The key to writing powerful MapReduce applications is to think in terms of mappers, combiners, and reducers. Here are some questions to ponder:
- What exactly should your key look like?
- What is the business value that you are trying to derive, and how can you group metrics together into keys?
- What is the nature of the values you want to compute, and how can that be captured in your Value objects?
Combiners can greatly improve performance, but what conditions must you implement in order to use a combiner? For example, if your reduction operation is not associative then using it as a combiner might disrupt the response, but rewriting it in an associative manner, which means thinking about alternate means of writing the reducer, can have a profound impact on the performance of your application.

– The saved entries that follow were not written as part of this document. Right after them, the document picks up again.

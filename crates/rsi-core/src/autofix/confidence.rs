//! Confidence Scorer - how sure the engine is about a proposed mutation
//!
//! Scores are in `[0, 1]` and banded into levels:
//!
//! | level  | score    |
//! |--------|----------|
//! | HIGH   | >= 0.90  |
//! | MEDIUM | >= 0.70  |
//! | LOW    | < 0.70   |
//!
//! A heuristic score starts from a base per [`ChangeType`] and is adjusted
//! by complexity, test coverage, and named risk factors. Providers that
//! compute their own confidence go through [`ConfidenceScorer::score_from_value`]
//! and land in the same bands.

use serde::{Deserialize, Serialize};
use std::collections::HashMap;
use std::fmt;

pub const HIGH_THRESHOLD: f64 = 0.90;
pub const MEDIUM_THRESHOLD: f64 = 0.70;

/// History needed before a change type's track record affects its score
const MIN_HISTORY_FOR_PENALTY: usize = 5;
const POOR_HISTORY_SUCCESS_RATE: f64 = 0.5;
const POOR_HISTORY_PENALTY: f64 = 0.10;

/// Kind of mutation a suggestion makes
#[derive(Debug, Clone, Copy, PartialEq, Eq, Hash, Serialize, Deserialize)]
#[serde(rename_all = "kebab-case")]
pub enum ChangeType {
    Format,
    Lint,
    Refactor,
    LogicFix,
    Optimization,
    Unknown,
}

impl ChangeType {
    /// Starting score before adjustments
    pub fn base_score(&self) -> f64 {
        match self {
            ChangeType::Format | ChangeType::Lint => 0.99,
            ChangeType::Refactor => 0.85,
            ChangeType::LogicFix => 0.75,
            ChangeType::Optimization => 0.70,
            ChangeType::Unknown => 0.60,
        }
    }

    pub fn as_str(&self) -> &'static str {
        match self {
            ChangeType::Format => "format",
            ChangeType::Lint => "lint",
            ChangeType::Refactor => "refactor",
            ChangeType::LogicFix => "logic-fix",
            ChangeType::Optimization => "optimization",
            ChangeType::Unknown => "unknown",
        }
    }
}

impl fmt::Display for ChangeType {
    fn fmt(&self, f: &mut fmt::Formatter<'_>) -> fmt::Result {
        f.write_str(self.as_str())
    }
}

impl std::str::FromStr for ChangeType {
    type Err = String;

    fn from_str(s: &str) -> Result<Self, Self::Err> {
        match s.to_ascii_lowercase().as_str() {
            "format" => Ok(ChangeType::Format),
            "lint" => Ok(ChangeType::Lint),
            "refactor" => Ok(ChangeType::Refactor),
            "logic-fix" => Ok(ChangeType::LogicFix),
            "optimization" => Ok(ChangeType::Optimization),
            "unknown" => Ok(ChangeType::Unknown),
            other => Err(format!("unknown change type '{}'", other)),
        }
    }
}

/// Confidence band. Ordered `Low < Medium < High`.
#[derive(Debug, Clone, Copy, PartialEq, Eq, PartialOrd, Ord, Hash, Serialize, Deserialize)]
#[serde(rename_all = "UPPERCASE")]
pub enum ConfidenceLevel {
    #[serde(alias = "low")]
    Low,
    #[serde(alias = "medium")]
    Medium,
    #[serde(alias = "high")]
    High,
}

impl ConfidenceLevel {
    pub fn from_score(score: f64) -> Self {
        if score >= HIGH_THRESHOLD {
            ConfidenceLevel::High
        } else if score >= MEDIUM_THRESHOLD {
            ConfidenceLevel::Medium
        } else {
            ConfidenceLevel::Low
        }
    }
}

impl fmt::Display for ConfidenceLevel {
    fn fmt(&self, f: &mut fmt::Formatter<'_>) -> fmt::Result {
        let s = match self {
            ConfidenceLevel::Low => "LOW",
            ConfidenceLevel::Medium => "MEDIUM",
            ConfidenceLevel::High => "HIGH",
        };
        f.write_str(s)
    }
}

impl std::str::FromStr for ConfidenceLevel {
    type Err = String;

    fn from_str(s: &str) -> Result<Self, Self::Err> {
        match s.to_ascii_lowercase().as_str() {
            "low" => Ok(ConfidenceLevel::Low),
            "medium" => Ok(ConfidenceLevel::Medium),
            "high" => Ok(ConfidenceLevel::High),
            other => Err(format!("unknown confidence level '{}'", other)),
        }
    }
}

/// A scored proposal
#[derive(Debug, Clone, PartialEq, Serialize, Deserialize)]
pub struct ConfidenceScore {
    pub score: f64,
    pub level: ConfidenceLevel,
    pub reasons: Vec<String>,
}

impl ConfidenceScore {
    fn new(score: f64, reasons: Vec<String>) -> Self {
        // Rounded so accumulated adjustments land on the band edges exactly.
        let score = (score.clamp(0.0, 1.0) * 1e6).round() / 1e6;
        Self {
            score,
            level: ConfidenceLevel::from_score(score),
            reasons,
        }
    }
}

/// Track record of one change type, as aggregated from the change ledger
#[derive(Debug, Clone, Copy, Default, PartialEq)]
pub struct ChangeTypeHistory {
    pub total: usize,
    pub succeeded: usize,
}

impl ChangeTypeHistory {
    pub fn success_rate(&self) -> f64 {
        if self.total == 0 {
            return 1.0;
        }
        self.succeeded as f64 / self.total as f64
    }
}

#[derive(Debug, Clone, Default)]
pub struct ConfidenceScorer {
    history: HashMap<ChangeType, ChangeTypeHistory>,
}

impl ConfidenceScorer {
    pub fn new() -> Self {
        Self::default()
    }

    /// Attach per change type outcomes; types with a poor record score lower
    pub fn with_history(mut self, history: HashMap<ChangeType, ChangeTypeHistory>) -> Self {
        self.history = history;
        self
    }

    /// Heuristic score from change type, complexity and coverage in `[0, 1]`,
    /// and named risk factors
    pub fn score(
        &self,
        change_type: ChangeType,
        complexity: f64,
        coverage: f64,
        risk_factors: &[String],
    ) -> ConfidenceScore {
        let mut score = change_type.base_score();
        let mut reasons = vec![format!("base {:.2} for {}", score, change_type)];

        if complexity > 0.7 {
            score -= 0.15;
            reasons.push("high complexity (-0.15)".to_string());
        } else if complexity > 0.4 {
            score -= 0.05;
            reasons.push("moderate complexity (-0.05)".to_string());
        }

        if coverage > 0.8 {
            score += 0.05;
            reasons.push("well covered by tests (+0.05)".to_string());
        } else if coverage < 0.5 {
            score -= 0.10;
            reasons.push("low test coverage (-0.10)".to_string());
        }

        for risk in risk_factors {
            score -= 0.10;
            reasons.push(format!("risk: {} (-0.10)", risk));
        }

        if let Some(history) = self.history.get(&change_type) {
            if history.total >= MIN_HISTORY_FOR_PENALTY
                && history.success_rate() < POOR_HISTORY_SUCCESS_RATE
            {
                score -= POOR_HISTORY_PENALTY;
                reasons.push(format!(
                    "{} changes succeed {:.0}% of the time (-0.10)",
                    change_type,
                    history.success_rate() * 100.0
                ));
            }
        }

        ConfidenceScore::new(score, reasons)
    }

    /// Accept a provider-computed confidence as is
    pub fn score_from_value(&self, value: f64) -> ConfidenceScore {
        ConfidenceScore::new(value, vec![format!("provider confidence {:.2}", value)])
    }
}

In the example presented in this article, the business value we wanted to derive was the number of page visits per hour, so naturally our key should be individual hours. The reason is that if we want to group page visits by hours and see the count on a per-hour basis, then we need to define a key type to match this grouping. When it comes to the value, we wanted a count of the number of pages views, so it made sense that we could use a simple counter. And because addition operations are associative, our reducer could be used as a combiner as well.
I recommended it in the previous article, but I’ll remind you again here: If you are looking for a good book to help you think in the MapReduce way, O’Reilly’s MapReduce Design Patterns is a great choice. I read through several books to help me get Hadoop setup and configured, but MapReduce Design Patterns was the first book that I found that helped me really understand how to approach MapReduce problems. I highly recommend it!